## What you have to do
Taking the entries below from the top, restate each line exactly and end with the line containing "use uuid::Uuid;".

## Data for the task

■ ■ ■

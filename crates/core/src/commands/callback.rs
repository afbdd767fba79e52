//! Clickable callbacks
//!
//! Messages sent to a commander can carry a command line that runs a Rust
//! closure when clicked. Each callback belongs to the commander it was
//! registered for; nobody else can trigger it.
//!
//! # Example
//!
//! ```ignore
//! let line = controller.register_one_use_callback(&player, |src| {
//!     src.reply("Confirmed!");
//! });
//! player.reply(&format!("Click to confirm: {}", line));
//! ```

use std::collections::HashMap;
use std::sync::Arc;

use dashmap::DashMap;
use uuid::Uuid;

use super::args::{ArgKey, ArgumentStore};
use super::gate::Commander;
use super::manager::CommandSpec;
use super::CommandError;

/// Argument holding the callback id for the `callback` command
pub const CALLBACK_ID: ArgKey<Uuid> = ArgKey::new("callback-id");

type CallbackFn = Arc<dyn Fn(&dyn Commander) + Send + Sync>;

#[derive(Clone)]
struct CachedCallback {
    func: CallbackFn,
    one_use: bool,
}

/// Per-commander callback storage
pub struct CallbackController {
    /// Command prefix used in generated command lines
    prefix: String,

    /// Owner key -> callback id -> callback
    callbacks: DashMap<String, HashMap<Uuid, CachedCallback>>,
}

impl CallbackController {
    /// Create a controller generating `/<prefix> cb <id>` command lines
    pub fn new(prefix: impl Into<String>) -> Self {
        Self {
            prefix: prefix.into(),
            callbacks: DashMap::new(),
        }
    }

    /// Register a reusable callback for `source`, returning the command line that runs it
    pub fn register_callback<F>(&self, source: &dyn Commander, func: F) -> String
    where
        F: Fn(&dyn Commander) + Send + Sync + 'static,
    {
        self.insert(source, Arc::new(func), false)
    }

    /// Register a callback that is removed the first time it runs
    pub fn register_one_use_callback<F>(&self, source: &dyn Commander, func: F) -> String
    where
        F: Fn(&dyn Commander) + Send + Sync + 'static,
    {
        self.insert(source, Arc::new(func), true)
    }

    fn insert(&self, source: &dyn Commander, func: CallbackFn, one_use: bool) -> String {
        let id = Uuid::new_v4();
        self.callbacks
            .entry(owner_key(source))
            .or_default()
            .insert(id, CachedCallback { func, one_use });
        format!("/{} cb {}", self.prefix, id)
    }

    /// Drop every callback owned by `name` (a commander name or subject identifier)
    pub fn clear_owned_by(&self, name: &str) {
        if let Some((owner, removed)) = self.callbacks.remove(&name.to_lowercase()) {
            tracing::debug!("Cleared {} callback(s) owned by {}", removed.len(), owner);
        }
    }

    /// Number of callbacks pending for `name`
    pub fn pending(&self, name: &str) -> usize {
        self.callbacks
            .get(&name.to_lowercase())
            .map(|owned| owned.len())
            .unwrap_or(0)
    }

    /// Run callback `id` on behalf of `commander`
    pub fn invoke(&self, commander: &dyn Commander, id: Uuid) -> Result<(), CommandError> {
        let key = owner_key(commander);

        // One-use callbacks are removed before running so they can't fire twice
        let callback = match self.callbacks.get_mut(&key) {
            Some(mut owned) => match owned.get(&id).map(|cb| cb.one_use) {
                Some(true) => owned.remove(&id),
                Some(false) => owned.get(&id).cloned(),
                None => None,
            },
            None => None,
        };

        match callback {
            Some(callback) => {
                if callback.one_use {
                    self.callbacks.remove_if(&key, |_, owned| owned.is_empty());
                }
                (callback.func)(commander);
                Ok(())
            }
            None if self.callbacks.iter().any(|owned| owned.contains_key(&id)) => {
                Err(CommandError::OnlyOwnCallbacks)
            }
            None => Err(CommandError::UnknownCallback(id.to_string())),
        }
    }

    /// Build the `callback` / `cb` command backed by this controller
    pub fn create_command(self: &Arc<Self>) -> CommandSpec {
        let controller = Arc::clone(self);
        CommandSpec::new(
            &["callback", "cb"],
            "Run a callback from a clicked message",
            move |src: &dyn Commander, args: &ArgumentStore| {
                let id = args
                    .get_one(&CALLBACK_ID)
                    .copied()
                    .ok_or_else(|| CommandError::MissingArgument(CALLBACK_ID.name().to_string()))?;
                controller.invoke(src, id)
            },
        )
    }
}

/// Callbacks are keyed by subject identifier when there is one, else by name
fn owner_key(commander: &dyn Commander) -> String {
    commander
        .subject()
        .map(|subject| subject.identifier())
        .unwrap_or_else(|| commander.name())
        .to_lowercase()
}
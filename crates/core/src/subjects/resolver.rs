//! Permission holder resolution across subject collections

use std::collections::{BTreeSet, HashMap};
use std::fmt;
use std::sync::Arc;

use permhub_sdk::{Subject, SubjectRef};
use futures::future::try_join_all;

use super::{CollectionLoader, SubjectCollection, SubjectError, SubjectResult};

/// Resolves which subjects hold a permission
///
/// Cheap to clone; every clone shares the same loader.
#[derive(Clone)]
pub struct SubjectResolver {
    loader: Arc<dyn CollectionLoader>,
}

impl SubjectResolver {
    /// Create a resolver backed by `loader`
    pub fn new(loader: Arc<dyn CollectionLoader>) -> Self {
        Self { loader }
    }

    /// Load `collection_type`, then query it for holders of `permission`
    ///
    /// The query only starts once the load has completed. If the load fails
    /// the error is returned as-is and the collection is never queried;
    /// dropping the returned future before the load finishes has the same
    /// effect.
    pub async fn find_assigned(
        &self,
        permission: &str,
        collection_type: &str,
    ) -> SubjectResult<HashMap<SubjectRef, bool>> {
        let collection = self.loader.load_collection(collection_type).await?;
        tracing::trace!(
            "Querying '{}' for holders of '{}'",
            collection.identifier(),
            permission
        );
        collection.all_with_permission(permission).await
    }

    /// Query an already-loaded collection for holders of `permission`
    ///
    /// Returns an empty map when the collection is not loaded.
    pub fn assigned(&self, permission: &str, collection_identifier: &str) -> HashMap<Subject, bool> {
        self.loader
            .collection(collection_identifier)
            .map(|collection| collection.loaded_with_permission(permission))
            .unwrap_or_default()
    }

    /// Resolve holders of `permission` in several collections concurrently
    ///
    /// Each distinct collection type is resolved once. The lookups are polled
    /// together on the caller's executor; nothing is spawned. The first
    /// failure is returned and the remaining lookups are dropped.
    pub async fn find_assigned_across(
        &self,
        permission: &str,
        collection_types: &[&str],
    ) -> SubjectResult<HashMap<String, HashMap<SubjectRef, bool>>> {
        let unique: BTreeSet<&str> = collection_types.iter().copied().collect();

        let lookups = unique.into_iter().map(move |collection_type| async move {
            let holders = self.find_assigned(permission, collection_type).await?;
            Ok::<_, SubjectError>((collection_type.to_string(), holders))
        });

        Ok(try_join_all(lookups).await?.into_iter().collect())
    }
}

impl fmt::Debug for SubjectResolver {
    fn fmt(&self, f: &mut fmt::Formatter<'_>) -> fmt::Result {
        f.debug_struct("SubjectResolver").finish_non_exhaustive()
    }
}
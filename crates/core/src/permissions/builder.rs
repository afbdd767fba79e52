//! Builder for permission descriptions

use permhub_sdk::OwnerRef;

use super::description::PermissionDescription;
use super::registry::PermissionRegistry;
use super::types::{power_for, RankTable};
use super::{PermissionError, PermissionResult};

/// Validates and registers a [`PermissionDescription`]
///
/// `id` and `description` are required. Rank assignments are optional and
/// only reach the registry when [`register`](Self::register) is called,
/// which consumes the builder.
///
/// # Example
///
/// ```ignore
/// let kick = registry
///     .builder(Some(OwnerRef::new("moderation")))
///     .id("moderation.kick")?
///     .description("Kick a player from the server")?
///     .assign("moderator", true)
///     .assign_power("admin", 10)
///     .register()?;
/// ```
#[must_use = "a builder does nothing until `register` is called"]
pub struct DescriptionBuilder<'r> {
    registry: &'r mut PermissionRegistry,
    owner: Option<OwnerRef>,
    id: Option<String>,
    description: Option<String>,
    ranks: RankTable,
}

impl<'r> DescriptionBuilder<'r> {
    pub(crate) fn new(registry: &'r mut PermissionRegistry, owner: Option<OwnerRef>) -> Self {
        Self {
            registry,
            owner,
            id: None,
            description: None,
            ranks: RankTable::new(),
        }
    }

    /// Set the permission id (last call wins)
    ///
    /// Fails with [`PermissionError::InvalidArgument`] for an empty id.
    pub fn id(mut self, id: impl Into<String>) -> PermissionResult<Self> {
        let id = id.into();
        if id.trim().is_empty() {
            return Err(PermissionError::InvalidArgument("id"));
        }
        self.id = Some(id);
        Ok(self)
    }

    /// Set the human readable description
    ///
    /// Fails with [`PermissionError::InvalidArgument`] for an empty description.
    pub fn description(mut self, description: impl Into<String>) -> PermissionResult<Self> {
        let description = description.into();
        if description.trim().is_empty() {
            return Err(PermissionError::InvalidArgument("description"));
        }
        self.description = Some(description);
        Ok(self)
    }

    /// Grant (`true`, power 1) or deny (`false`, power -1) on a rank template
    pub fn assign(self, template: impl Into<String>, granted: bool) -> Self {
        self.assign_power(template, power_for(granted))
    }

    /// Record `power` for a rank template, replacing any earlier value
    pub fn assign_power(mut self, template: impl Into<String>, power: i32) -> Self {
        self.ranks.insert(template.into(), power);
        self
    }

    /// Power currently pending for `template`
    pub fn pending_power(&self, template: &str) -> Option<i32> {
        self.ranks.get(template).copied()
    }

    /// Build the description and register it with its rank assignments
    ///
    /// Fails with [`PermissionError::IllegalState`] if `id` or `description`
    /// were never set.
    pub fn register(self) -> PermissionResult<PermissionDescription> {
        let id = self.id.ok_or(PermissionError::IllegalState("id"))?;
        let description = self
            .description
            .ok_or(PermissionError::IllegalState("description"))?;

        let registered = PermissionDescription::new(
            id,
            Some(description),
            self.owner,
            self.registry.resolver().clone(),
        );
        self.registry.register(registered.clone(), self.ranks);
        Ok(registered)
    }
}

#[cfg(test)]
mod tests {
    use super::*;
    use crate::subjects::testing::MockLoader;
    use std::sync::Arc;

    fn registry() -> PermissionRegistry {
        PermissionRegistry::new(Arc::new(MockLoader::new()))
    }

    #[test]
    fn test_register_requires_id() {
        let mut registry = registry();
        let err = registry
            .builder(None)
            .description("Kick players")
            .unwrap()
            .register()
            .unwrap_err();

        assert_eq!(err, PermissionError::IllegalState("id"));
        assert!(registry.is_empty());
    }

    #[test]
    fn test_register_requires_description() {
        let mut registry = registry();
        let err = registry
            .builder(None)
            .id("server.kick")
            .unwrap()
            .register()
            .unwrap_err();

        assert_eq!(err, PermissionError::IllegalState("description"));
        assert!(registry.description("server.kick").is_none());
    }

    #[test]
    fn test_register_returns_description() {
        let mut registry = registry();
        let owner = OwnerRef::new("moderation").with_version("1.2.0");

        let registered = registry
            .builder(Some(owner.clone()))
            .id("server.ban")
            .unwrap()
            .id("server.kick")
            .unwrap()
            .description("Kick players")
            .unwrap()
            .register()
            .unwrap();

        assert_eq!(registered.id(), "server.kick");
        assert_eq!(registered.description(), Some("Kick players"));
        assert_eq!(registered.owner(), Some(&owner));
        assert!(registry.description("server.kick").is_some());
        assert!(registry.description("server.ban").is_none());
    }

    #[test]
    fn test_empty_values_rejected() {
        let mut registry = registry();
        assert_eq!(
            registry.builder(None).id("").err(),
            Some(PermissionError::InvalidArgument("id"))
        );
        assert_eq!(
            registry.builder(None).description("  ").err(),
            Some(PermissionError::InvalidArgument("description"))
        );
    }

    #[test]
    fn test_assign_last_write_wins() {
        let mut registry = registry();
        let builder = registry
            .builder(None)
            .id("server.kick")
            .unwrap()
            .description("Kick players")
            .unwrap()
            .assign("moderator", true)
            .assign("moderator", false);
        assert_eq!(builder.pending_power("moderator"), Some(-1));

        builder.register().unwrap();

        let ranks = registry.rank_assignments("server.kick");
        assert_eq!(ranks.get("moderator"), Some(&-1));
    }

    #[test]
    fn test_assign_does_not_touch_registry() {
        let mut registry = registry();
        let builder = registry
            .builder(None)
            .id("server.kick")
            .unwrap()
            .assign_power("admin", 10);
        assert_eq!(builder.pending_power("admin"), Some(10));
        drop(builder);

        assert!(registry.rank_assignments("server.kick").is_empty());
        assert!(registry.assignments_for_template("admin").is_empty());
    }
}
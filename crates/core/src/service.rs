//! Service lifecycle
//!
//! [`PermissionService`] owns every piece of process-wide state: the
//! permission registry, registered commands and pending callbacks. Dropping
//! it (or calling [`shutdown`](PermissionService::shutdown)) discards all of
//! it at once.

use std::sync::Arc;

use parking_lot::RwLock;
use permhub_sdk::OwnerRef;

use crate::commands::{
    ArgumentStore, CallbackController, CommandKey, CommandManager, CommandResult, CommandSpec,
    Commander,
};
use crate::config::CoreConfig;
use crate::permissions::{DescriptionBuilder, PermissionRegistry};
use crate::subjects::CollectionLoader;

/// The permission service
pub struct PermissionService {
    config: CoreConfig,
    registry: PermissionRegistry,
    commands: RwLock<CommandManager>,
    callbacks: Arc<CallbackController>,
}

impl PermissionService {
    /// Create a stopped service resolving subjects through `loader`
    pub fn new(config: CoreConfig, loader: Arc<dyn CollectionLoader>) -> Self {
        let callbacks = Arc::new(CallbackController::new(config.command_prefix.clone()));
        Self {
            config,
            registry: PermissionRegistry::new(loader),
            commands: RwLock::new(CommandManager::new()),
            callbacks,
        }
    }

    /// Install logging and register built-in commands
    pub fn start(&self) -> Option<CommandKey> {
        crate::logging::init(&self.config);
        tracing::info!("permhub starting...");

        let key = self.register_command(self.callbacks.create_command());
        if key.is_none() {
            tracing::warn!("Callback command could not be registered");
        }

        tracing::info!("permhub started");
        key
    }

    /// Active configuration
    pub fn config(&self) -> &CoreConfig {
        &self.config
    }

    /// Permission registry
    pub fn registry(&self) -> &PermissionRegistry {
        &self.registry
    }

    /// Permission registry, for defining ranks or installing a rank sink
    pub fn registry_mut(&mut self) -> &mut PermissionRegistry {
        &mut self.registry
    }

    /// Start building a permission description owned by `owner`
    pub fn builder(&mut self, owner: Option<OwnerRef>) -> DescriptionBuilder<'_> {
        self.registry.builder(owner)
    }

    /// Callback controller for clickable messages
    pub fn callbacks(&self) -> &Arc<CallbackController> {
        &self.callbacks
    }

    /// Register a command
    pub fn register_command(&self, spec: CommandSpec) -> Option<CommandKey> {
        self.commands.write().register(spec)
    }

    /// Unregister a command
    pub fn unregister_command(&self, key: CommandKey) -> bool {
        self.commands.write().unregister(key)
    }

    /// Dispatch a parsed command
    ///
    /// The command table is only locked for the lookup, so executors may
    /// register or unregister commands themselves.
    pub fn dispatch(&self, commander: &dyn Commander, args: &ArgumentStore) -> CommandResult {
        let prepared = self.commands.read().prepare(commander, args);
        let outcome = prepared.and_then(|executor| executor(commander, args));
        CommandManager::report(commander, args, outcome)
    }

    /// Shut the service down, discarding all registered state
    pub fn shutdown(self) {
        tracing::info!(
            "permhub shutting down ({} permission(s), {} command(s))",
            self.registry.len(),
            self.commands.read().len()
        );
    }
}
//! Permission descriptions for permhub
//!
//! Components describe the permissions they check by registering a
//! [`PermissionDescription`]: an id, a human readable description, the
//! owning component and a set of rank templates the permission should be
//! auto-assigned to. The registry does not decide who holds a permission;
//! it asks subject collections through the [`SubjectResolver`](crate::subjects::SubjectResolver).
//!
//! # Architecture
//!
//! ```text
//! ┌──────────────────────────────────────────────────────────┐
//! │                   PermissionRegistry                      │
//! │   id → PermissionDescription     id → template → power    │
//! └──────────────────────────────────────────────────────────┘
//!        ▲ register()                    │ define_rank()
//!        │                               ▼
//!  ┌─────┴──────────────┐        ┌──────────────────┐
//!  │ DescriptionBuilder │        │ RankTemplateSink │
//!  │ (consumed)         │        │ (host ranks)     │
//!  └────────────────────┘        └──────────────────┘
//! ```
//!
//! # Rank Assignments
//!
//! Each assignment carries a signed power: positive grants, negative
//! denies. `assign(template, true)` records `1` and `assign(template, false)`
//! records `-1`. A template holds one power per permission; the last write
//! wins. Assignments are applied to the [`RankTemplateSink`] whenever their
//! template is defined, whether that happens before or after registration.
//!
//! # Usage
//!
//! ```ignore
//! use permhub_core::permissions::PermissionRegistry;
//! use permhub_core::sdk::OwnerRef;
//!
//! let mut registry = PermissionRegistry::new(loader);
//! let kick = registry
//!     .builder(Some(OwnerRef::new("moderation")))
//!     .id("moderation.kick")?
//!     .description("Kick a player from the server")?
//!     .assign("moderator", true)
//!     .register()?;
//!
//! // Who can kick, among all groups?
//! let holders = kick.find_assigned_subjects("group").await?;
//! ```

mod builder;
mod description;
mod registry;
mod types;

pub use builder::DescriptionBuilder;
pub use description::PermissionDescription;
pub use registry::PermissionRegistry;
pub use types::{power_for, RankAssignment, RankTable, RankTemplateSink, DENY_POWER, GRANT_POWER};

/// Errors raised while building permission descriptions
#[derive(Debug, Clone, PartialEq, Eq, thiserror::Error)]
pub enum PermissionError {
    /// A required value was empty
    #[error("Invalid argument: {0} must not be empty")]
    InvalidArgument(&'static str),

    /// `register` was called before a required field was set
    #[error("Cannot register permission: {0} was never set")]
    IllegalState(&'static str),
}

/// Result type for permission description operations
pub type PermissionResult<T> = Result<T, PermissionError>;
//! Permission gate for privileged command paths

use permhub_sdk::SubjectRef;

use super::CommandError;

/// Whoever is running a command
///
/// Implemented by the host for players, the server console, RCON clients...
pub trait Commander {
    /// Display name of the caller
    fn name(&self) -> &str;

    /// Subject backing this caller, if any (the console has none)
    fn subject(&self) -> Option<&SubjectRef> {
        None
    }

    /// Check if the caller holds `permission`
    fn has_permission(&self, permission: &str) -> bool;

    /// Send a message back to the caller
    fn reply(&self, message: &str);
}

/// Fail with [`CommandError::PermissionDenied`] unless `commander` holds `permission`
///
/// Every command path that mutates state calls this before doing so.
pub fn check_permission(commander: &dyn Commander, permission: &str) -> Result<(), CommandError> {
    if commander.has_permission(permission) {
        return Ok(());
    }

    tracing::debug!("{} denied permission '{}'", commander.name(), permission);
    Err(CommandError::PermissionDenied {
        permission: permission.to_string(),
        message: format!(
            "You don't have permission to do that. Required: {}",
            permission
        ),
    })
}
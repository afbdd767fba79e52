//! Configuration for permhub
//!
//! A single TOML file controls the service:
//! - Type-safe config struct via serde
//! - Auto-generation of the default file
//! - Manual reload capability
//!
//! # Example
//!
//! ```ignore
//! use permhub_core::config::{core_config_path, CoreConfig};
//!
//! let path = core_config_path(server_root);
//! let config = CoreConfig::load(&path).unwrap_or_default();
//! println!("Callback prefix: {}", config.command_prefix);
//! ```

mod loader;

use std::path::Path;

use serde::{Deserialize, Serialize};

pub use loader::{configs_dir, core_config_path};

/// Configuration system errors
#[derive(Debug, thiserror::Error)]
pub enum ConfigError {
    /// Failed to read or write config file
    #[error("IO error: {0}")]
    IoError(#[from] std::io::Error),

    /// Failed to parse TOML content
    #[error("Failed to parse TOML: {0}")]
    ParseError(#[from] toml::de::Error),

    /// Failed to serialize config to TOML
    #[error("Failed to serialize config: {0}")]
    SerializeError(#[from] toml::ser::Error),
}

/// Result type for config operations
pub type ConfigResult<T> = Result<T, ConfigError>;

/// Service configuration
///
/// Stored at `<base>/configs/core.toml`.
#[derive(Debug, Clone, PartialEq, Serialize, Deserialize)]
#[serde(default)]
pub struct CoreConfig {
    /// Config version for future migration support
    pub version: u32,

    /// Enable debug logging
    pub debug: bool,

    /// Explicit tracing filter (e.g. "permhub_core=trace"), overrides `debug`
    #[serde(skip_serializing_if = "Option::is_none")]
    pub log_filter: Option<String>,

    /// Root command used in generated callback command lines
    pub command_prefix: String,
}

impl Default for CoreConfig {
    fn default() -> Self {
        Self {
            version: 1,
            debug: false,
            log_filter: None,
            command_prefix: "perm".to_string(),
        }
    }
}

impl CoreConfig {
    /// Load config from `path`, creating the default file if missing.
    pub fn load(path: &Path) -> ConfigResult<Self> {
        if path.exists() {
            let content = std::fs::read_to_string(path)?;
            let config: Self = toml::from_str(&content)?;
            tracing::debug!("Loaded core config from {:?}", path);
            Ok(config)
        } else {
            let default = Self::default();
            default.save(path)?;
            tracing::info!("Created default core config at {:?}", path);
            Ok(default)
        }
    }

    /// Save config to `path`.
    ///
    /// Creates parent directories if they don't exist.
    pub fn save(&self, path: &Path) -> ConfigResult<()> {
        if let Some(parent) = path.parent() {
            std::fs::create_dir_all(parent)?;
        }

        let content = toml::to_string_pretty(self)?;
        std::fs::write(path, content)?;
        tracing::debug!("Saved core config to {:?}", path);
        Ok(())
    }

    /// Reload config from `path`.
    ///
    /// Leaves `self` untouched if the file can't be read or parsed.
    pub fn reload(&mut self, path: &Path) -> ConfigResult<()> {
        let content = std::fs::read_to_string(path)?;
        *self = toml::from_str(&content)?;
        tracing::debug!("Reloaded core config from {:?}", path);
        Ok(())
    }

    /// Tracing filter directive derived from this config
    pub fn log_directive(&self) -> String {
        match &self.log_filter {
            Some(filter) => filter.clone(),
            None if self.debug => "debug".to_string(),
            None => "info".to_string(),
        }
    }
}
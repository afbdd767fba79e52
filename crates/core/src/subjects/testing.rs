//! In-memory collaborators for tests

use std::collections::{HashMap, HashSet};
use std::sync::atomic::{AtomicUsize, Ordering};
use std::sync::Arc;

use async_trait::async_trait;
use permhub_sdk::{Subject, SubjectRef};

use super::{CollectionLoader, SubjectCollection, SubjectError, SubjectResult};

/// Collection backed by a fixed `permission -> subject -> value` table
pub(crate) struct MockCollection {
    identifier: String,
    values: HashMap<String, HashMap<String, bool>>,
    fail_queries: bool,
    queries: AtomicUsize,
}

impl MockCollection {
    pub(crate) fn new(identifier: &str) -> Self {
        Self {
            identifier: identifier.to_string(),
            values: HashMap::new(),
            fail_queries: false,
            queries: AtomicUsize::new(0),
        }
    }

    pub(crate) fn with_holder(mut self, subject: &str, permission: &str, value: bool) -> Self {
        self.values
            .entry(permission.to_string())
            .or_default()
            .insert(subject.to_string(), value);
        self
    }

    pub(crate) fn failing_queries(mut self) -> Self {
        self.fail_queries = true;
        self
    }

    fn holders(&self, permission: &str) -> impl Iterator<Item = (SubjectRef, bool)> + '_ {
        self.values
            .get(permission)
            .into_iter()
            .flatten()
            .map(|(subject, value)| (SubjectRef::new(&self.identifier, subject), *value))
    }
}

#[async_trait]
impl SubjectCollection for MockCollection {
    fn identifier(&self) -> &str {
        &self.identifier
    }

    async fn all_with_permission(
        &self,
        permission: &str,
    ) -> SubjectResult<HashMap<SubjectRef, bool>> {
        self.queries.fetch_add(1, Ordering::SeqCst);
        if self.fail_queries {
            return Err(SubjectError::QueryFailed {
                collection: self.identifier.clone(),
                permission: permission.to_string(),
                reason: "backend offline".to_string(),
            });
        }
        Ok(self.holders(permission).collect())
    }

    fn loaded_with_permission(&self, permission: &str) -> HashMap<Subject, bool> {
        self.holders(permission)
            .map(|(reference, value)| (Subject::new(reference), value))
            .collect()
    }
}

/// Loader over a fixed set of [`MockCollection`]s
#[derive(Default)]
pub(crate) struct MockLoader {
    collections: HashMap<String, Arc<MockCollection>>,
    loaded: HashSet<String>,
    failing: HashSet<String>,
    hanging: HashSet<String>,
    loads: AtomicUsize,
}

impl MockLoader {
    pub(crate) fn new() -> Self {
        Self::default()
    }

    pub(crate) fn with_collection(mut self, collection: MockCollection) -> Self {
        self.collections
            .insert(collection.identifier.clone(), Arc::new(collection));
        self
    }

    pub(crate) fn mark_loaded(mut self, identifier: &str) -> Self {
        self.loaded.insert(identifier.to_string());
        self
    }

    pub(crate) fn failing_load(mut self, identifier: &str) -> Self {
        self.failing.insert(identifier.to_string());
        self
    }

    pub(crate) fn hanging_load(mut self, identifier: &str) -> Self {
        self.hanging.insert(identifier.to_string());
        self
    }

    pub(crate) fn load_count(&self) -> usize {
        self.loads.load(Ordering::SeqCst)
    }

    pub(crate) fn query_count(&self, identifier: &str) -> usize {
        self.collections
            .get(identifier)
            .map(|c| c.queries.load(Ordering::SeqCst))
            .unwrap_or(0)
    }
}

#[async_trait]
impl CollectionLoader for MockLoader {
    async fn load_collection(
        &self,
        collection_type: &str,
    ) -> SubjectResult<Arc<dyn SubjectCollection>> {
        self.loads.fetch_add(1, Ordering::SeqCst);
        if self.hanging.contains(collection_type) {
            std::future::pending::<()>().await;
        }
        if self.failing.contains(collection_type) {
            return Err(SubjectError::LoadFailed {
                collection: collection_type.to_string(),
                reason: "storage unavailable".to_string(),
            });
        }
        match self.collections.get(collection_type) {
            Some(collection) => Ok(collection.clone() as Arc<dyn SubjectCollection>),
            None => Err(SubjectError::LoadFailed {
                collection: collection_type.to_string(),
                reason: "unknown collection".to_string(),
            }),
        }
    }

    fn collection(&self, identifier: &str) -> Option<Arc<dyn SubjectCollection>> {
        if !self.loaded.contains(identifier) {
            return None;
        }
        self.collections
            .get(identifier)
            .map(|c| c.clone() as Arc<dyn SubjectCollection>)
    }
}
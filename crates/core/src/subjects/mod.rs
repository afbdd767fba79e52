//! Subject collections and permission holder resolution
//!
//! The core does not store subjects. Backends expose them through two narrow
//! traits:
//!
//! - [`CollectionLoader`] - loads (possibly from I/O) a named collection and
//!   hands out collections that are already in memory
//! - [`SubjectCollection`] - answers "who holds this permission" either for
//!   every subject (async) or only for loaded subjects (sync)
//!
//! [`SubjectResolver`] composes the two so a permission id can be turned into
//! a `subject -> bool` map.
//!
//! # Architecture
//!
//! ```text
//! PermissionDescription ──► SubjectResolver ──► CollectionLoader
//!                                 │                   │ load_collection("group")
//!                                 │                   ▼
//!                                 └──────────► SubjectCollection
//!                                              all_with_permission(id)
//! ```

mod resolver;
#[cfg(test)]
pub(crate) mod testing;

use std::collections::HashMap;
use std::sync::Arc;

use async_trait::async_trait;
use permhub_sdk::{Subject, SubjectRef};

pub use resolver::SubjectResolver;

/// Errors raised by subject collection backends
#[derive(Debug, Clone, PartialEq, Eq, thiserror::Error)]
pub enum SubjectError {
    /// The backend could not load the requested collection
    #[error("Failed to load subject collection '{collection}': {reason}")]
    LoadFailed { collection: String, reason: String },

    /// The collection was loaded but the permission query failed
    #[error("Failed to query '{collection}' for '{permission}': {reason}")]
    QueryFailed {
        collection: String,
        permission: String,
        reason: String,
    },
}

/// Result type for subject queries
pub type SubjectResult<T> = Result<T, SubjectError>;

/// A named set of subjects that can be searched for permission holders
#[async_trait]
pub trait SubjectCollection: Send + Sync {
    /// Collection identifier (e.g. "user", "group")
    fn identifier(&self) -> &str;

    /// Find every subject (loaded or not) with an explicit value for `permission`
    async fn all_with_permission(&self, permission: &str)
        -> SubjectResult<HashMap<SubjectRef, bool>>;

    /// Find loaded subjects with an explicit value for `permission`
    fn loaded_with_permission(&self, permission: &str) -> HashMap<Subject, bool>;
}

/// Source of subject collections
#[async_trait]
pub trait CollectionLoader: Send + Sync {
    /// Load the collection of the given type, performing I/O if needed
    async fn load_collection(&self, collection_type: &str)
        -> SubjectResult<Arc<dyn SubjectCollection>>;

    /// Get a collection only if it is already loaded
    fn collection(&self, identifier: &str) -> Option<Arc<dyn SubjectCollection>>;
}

■ ■ ■

## Finished exercise
filename crates/core/src/commands/callback.rs
repository afbdd767fba79e52
//! Clickable callbacks
//!
//! Messages sent to a commander can carry a command line that runs a Rust
//! closure when clicked. Each callback belongs to the commander it was
//! registered for; nobody else can trigger it.
//!
//! # Example
//!
//! ```ignore
//! let line = controller.register_one_use_callback(&player, |src| {
//!     src.reply("Confirmed!");
//! });
//! player.reply(&format!("Click to confirm: {}", line));
//! ```

use std::collections::HashMap;
use std::sync::Arc;

use dashmap::DashMap;
use uuid::Uuid;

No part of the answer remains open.